Lisp’s flexibility sometimes causes unfortunate accidents that two people to choose the exact same keyword for complete different purpose in their own codebases. Two different definitions means two different highlighting rules. You need buffer-local keyword rules for them.
For example, ASDF package system for Common Lisp defines defun*
and use it internally. To highlight the keyword you wrap your
pospcase-font-lock
statement like this:
(add-hook
'lisp-mode-hook
(lambda ()
(when (and (buffer-file-name)
(equal (file-name-nondirectory (buffer-file-name)) "asdf.lisp"))
(pospcase-font-lock 'lisp-mode
'(`(defun* ,name ,args . ,_)
`(defgeneric* ,name ,args . ,_))
'((heading-keyword . (font-lock-keyword-face))
(name .
(font-lock-function-name-face))
((args . list/1)
.
((pospcase-font-lock-variable-face-form
(match-string 3)))))
t)))) ; buffer-local-p
Writing a predicate for detecting which codebase the file belongs is sometimes tricky and I can’t provide universal solution for the problem.
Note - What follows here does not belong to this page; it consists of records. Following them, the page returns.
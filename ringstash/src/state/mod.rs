mod __test__;

use serde::{Deserialize, Serialize};

/// The complete persistable state of a circular buffer: a fixed-length
/// backing sequence plus a read and a write cursor.
///
/// Both cursors always stay in `[0, capacity)`. There is no pending-count
/// field, so a full buffer and an empty buffer are indistinguishable (both
/// have `read_index == write_index`). The consequences are deliberate:
/// enqueuing into a full buffer silently overwrites the oldest unread slot,
/// and dequeuing an empty buffer returns whatever the slot last held.
///
/// `BufferState` is pure indexing logic. Locking lives in
/// [`crate::ring::RingBuffer`] and persistence in
/// [`crate::snapshot::SnapshotPersister`].
///
/// # Type Parameters
/// * `T` - The element type. Must implement `Clone`.
#[derive(Debug, Clone, Serialize, Deserialize)]
pub struct BufferState<T> {
  /// Backing storage, fixed at `capacity` slots
  contents: Vec<T>,

  /// Next slot to dequeue from
  read_index: usize,

  /// Next slot to enqueue into
  write_index: usize,
}

impl<T: Clone + Default> BufferState<T> {
  /// Creates an empty state with `capacity` default-valued slots and both
  /// cursors at zero.
  ///
  /// # Example
  /// ```rust
  /// use ringstash::state::BufferState;
  ///
  /// let state: BufferState<u32> = BufferState::new(4);
  /// assert_eq!(state.capacity(), 4);
  /// ```
  pub fn new(capacity: usize) -> Self {
    Self {
      contents: vec![T::default(); capacity],
      read_index: 0,
      write_index: 0,
    }
  }
}

impl<T: Clone> BufferState<T> {
  /// Writes `item` at the write cursor and advances it modulo capacity.
  ///
  /// No check against the read cursor is made; on a full buffer this
  /// overwrites the oldest unread slot.
  pub fn enqueue_one(&mut self, item: T) {
    self.contents[self.write_index] = item;
    self.write_index = self.increment(self.write_index);
  }

  /// Reads the slot at the read cursor and advances it modulo capacity.
  ///
  /// No check against the write cursor is made; on an empty buffer this
  /// returns stale (or default) data rather than an error.
  pub fn dequeue_one(&mut self) -> T {
    let item = self.contents[self.read_index].clone();
    self.read_index = self.increment(self.read_index);
    item
  }

  /// Returns a copy of the next item without advancing the read cursor.
  pub fn peek(&self) -> T {
    self.contents[self.read_index].clone()
  }

  /// Shared cursor-advance primitive: `(idx + 1) % capacity`.
  fn increment(&self, idx: usize) -> usize {
    (idx + 1) % self.contents.len()
  }

  /// Number of slots. Restored states derive this from the decoded
  /// contents length alone.
  pub fn capacity(&self) -> usize {
    self.contents.len()
  }

  pub fn read_index(&self) -> usize {
    self.read_index
  }

  pub fn write_index(&self) -> usize {
    self.write_index
  }

  /// Checks the cursor invariant: non-zero capacity and both cursors in
  /// `[0, capacity)`. A decoded snapshot failing this is corrupt.
  pub fn cursors_in_range(&self) -> bool {
    !self.contents.is_empty()
      && self.read_index < self.contents.len()
      && self.write_index < self.contents.len()
  }
}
So be creative and invent your own method for codebase detection if your use case is more complex than the above one.
All I’ve done in the previous section can be achieved without
touching Emacs Lisp code, by using the command pospcase-addform
. It
doesn’t completely free you from code tweaking but at least it
gives you fancy forms to fill.
To use the command, run M-x load-library RET pospcase-addform
or
evaluate the following code:
(require 'pospcase-addform)
Then M-x pospcase-addform
.
If you read the previous section surely you can guess what each entity of the forms represents. Add/delete/edit them accordingly to make your own highlighting rule.
Once done, click Accept
button. It automatically generate
identical code to what you wrote in the previous section in the
user config file. If you see no problem with the code, evaluate it
then reactivate the major-mode to apply the new highlighting rule.
I like writing Lisp code. Manually writing font-lock rule in my
config file has never bothered me. But sometimes tabbing through
and tinkering the form entries feels good. So here it is, if you
like this style of editing, pospcase-addform
is here for you.
A minor inconvenience is you can’t comment your code within the forms. You have to add it manually to the user config file later.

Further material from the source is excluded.